*Instructions for the task*
Filter these entries, keeping only lines that hold the word "FieldDeclaration".

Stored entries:
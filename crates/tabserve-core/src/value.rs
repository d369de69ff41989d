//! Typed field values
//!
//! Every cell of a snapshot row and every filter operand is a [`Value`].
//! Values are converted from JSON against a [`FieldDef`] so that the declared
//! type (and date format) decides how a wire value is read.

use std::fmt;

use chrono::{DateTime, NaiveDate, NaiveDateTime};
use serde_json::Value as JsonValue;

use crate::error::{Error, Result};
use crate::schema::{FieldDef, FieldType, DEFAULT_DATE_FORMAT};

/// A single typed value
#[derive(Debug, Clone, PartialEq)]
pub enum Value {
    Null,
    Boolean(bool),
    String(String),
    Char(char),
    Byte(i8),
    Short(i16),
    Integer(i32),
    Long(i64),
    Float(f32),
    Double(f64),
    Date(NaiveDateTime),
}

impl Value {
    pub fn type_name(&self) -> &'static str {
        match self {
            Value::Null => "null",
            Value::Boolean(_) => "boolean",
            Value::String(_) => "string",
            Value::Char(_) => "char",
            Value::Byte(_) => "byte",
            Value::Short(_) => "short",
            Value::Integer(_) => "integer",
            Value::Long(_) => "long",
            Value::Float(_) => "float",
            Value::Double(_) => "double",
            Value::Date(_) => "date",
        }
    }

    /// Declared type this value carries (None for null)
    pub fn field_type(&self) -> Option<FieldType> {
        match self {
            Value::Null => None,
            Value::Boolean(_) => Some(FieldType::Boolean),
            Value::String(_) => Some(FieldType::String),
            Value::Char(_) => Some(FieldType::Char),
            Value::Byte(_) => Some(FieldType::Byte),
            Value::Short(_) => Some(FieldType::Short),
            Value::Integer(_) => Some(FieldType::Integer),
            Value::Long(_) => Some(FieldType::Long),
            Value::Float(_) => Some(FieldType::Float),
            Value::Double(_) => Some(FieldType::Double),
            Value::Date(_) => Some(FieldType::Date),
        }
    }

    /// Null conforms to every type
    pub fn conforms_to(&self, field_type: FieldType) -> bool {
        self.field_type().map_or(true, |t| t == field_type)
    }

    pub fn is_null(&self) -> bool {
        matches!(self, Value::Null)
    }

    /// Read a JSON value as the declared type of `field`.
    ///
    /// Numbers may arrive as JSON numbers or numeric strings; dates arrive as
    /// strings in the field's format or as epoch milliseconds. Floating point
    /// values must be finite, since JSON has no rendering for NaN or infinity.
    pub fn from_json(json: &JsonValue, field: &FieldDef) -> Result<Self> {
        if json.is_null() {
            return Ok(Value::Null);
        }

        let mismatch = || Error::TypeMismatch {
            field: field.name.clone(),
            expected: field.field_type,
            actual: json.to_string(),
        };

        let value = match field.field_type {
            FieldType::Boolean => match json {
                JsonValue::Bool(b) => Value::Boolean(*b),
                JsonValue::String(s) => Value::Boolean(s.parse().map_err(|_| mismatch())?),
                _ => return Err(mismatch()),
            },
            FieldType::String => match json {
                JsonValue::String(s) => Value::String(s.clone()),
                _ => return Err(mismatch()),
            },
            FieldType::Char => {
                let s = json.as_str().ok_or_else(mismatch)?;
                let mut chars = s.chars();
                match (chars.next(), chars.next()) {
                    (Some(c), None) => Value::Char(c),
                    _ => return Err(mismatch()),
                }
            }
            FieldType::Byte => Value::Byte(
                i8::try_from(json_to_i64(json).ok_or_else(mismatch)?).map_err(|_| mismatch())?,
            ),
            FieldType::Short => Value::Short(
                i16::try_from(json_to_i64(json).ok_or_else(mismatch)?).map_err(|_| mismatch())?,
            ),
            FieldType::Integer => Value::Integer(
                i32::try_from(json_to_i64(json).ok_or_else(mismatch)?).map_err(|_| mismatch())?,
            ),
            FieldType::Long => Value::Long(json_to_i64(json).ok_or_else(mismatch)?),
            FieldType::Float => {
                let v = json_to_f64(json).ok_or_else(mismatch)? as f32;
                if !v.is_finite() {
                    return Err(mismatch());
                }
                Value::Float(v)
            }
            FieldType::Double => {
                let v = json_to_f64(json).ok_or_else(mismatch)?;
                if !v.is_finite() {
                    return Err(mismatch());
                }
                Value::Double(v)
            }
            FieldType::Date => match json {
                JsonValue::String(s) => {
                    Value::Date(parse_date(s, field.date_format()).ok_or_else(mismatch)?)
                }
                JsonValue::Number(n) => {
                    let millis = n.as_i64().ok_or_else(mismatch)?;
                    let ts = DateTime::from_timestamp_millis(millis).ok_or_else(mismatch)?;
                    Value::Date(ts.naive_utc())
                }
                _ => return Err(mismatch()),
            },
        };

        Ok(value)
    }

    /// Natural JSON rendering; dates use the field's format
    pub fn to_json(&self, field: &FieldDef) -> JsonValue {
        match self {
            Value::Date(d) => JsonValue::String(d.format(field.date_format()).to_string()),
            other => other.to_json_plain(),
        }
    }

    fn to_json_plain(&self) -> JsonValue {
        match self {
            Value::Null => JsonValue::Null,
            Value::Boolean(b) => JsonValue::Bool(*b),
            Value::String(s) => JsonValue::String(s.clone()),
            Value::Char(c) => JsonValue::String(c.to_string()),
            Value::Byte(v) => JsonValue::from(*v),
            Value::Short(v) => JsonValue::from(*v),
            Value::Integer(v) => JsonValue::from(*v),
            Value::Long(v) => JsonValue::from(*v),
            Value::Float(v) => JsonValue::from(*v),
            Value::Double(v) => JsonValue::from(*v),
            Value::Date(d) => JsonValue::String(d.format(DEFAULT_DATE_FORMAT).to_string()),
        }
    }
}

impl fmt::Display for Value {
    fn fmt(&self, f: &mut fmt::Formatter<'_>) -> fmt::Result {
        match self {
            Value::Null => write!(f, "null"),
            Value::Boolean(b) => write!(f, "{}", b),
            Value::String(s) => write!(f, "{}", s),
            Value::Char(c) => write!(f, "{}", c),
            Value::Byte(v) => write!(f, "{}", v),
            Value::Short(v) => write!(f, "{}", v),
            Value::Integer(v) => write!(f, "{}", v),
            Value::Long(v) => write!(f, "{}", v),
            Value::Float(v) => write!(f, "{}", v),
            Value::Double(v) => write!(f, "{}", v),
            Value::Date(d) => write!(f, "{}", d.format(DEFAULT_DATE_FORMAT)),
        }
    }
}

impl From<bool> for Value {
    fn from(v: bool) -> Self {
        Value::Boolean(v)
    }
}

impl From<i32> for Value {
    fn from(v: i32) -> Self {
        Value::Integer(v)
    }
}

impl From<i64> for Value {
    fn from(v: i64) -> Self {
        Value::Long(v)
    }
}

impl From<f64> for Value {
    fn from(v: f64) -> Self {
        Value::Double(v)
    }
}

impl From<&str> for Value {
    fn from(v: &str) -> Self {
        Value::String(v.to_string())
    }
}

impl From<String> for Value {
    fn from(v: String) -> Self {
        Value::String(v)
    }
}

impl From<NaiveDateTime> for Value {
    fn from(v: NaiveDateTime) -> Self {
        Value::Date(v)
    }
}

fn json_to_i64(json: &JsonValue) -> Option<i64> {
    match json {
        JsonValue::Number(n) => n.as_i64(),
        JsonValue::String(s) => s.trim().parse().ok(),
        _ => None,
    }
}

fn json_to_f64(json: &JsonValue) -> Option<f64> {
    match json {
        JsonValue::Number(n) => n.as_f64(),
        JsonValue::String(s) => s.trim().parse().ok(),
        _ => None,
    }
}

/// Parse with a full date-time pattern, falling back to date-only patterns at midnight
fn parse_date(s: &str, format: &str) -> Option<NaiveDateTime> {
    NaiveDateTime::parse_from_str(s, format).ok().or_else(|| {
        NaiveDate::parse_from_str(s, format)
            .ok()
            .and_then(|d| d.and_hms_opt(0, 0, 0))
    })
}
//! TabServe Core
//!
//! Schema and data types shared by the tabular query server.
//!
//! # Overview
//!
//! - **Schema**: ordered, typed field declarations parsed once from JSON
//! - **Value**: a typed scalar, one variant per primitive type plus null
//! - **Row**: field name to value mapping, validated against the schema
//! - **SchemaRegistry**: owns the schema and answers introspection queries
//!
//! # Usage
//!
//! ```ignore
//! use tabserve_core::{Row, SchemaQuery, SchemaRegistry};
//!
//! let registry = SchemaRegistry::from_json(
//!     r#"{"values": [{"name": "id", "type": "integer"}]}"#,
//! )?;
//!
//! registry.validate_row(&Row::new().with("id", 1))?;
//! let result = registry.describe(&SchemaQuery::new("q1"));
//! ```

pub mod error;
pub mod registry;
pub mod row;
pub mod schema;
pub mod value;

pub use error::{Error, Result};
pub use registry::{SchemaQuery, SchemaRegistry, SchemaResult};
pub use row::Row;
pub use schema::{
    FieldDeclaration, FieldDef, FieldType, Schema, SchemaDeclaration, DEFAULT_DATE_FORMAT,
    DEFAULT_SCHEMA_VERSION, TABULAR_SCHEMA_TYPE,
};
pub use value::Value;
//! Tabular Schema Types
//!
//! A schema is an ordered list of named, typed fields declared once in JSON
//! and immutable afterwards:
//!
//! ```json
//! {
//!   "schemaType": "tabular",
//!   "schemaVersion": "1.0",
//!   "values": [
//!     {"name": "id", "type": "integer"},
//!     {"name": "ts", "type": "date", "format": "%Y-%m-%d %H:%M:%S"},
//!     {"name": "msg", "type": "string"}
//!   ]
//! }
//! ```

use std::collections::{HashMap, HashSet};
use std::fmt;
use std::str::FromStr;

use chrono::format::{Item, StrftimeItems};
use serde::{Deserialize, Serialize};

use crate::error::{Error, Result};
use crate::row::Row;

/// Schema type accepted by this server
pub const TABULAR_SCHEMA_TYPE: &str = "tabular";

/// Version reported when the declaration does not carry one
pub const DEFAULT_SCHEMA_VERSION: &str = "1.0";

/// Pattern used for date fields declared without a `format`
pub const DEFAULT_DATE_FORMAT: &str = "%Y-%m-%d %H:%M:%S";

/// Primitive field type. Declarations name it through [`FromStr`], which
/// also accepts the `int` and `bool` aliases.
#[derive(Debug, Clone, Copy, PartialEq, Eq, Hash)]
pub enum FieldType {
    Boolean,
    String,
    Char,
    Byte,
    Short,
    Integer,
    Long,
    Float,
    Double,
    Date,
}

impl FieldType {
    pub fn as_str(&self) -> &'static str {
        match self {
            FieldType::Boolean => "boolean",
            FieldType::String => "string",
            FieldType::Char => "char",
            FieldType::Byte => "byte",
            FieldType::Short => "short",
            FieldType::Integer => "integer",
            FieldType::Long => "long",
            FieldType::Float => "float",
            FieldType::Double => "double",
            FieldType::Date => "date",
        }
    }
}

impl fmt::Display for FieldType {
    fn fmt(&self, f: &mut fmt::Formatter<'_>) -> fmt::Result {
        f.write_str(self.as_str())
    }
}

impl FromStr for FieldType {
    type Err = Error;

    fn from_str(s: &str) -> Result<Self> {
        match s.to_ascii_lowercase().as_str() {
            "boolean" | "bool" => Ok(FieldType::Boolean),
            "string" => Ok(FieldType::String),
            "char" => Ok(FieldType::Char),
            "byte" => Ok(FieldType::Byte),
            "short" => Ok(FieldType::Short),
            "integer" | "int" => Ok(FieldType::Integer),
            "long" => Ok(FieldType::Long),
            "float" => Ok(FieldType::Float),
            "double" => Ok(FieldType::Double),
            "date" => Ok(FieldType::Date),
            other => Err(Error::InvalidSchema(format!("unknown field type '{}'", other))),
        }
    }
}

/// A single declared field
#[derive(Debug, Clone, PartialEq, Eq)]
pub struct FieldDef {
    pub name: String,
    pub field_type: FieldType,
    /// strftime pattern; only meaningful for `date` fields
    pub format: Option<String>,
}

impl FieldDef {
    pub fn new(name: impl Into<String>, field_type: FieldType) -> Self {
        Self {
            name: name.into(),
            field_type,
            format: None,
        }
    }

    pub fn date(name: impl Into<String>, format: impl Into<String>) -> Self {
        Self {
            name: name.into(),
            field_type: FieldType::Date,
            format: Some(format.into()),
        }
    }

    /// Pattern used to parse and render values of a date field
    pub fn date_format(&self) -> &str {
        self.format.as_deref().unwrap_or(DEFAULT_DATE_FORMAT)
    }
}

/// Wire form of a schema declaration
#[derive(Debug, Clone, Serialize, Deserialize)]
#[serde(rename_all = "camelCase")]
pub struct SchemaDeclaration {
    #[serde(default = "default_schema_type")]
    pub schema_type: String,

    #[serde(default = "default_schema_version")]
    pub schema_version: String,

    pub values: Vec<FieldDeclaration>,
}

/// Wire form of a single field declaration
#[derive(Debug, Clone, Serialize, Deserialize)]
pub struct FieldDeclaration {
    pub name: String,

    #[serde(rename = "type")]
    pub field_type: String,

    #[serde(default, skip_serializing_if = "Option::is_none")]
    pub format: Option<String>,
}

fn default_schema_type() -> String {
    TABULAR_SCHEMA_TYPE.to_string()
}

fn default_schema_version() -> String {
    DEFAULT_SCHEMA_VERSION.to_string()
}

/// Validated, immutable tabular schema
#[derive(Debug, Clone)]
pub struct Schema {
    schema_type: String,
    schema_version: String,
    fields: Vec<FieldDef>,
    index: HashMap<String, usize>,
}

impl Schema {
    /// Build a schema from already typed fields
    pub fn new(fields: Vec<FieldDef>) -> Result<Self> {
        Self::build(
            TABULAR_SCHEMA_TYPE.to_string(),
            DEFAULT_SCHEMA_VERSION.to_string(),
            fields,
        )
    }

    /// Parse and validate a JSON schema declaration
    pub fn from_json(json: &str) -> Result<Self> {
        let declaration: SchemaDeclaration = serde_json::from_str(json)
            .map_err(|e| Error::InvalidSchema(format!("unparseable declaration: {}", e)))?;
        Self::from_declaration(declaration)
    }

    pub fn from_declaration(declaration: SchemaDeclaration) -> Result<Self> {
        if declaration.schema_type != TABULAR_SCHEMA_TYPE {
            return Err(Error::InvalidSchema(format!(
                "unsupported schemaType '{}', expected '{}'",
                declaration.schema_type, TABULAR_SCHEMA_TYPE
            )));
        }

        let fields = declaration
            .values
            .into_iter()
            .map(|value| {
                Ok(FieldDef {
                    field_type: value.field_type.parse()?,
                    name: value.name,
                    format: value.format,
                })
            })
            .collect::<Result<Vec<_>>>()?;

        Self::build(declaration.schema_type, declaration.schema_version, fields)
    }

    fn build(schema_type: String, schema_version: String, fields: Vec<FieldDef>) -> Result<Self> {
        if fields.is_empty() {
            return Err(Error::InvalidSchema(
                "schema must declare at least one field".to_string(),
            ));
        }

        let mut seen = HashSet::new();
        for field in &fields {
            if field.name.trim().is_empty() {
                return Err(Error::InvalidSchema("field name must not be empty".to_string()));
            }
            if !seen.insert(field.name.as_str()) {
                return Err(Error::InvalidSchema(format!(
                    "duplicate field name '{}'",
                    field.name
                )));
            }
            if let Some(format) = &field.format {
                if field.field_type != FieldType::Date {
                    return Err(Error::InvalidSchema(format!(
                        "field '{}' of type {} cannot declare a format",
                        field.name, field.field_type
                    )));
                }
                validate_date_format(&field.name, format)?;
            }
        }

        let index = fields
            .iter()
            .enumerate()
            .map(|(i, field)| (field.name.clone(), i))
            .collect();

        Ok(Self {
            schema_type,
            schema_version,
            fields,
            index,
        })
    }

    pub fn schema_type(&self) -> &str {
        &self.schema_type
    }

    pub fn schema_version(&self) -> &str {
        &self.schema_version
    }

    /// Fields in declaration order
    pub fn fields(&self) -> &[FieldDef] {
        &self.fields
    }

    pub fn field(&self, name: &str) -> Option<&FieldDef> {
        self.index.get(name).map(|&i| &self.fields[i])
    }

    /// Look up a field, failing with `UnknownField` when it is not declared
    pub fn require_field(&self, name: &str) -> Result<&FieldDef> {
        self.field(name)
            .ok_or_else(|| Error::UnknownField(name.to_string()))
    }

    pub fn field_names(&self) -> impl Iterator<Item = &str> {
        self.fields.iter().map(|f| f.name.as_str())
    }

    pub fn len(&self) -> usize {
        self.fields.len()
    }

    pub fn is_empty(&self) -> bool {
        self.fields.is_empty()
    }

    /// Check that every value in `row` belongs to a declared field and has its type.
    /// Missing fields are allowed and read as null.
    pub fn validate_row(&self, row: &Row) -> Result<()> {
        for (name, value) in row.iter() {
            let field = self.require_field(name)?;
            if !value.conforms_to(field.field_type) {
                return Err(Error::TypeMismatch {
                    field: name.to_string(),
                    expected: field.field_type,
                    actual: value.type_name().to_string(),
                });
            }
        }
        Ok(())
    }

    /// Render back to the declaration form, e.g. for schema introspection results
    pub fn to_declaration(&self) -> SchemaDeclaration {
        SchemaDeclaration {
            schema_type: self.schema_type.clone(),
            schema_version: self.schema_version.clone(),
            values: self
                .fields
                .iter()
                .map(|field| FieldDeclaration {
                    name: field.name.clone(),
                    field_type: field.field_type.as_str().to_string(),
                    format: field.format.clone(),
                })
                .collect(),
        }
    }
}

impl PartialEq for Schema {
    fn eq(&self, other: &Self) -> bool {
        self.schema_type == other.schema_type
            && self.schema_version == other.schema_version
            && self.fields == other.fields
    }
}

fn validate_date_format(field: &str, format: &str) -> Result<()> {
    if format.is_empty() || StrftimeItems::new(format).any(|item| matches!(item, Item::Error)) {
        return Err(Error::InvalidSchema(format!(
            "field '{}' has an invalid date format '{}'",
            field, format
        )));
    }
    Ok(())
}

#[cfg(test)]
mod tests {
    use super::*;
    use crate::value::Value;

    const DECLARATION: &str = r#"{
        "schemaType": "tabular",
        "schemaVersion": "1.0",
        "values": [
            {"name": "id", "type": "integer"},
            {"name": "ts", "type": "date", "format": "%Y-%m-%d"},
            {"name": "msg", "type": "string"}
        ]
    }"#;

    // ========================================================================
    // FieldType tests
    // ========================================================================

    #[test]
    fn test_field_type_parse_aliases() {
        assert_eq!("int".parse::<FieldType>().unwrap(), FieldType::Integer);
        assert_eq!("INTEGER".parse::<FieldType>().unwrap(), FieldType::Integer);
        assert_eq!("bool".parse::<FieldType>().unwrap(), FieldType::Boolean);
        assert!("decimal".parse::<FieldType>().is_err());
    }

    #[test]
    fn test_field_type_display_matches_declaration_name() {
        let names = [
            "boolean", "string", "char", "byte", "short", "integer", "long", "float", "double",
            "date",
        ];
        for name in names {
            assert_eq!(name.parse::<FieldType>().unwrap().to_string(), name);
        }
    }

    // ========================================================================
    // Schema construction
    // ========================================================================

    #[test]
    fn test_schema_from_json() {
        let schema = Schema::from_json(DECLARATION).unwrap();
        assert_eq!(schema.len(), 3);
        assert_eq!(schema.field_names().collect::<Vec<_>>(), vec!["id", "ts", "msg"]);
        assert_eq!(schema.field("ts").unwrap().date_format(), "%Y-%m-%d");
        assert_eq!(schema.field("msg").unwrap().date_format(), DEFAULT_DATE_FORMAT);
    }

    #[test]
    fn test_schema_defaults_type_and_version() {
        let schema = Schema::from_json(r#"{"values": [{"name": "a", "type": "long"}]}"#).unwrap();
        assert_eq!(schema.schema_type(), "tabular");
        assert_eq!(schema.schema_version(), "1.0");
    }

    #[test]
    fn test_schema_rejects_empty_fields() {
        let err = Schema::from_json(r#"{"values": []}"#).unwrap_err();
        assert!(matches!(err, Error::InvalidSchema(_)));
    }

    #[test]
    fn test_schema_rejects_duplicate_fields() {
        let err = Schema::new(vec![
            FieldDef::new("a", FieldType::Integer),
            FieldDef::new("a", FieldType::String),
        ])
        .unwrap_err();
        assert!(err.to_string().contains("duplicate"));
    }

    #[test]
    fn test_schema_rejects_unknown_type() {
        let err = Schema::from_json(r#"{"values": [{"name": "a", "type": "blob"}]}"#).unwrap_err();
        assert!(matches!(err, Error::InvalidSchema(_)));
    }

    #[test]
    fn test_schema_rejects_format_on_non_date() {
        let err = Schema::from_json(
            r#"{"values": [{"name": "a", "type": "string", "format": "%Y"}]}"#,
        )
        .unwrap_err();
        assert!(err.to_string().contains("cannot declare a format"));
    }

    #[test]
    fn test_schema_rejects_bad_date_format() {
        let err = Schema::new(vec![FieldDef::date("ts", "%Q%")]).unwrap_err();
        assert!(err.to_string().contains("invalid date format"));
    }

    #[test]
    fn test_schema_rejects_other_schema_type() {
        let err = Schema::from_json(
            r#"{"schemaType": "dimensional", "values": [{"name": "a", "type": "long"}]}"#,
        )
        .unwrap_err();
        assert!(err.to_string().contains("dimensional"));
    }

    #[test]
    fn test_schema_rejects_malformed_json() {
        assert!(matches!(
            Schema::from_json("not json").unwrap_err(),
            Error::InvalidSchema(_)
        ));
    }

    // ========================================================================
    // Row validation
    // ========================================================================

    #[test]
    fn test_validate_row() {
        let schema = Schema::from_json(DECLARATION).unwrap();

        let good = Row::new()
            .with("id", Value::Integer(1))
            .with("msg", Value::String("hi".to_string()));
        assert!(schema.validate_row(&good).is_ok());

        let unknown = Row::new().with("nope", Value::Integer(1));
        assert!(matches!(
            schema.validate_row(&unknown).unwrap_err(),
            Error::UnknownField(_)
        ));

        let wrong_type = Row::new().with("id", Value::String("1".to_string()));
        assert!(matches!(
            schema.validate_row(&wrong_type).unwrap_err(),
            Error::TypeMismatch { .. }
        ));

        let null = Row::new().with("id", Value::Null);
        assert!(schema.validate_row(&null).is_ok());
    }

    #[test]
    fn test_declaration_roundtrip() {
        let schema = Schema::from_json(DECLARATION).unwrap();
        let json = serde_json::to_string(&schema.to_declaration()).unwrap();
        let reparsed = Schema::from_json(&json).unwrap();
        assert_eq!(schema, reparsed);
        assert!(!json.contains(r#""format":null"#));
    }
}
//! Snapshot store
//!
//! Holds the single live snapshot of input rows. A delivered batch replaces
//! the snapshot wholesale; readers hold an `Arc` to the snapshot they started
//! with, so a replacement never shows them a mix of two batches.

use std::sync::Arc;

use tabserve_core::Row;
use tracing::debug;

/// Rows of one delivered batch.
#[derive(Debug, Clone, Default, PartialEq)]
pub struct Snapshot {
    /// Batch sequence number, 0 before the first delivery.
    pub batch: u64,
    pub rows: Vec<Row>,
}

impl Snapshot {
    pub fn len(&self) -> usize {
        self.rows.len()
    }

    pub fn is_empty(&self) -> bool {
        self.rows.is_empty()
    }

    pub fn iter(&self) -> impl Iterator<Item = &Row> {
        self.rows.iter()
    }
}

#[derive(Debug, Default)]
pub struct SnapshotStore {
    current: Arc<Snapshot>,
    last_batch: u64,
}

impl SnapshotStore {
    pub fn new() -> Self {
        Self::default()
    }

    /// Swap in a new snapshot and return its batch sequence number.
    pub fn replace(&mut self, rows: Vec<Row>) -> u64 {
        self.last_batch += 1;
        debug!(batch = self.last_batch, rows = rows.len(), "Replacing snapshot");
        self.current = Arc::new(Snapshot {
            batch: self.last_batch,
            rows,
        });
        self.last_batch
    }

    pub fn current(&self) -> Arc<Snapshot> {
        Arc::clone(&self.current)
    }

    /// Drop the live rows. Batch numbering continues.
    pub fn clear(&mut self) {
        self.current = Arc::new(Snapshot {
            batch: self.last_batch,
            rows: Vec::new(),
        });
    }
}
--
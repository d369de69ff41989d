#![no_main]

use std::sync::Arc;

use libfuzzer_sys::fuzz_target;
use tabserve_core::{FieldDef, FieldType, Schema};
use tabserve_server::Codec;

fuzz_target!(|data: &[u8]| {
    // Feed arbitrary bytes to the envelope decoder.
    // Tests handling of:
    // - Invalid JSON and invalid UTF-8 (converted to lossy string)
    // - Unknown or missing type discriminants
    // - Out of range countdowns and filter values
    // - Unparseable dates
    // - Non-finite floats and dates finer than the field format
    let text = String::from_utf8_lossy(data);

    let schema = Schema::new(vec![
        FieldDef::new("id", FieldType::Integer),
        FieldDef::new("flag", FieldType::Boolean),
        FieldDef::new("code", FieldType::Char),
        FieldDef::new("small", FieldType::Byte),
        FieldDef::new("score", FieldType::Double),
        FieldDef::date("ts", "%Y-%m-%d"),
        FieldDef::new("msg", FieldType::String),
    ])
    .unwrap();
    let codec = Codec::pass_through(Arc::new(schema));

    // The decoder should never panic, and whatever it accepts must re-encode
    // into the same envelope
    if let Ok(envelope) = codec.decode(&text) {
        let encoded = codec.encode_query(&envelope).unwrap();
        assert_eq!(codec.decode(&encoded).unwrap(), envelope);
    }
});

*Task answer*
    FieldDeclaration, FieldDef, FieldType, Schema, SchemaDeclaration, DEFAULT_DATE_FORMAT,
    pub values: Vec<FieldDeclaration>,
pub struct FieldDeclaration {
                .map(|field| FieldDeclaration {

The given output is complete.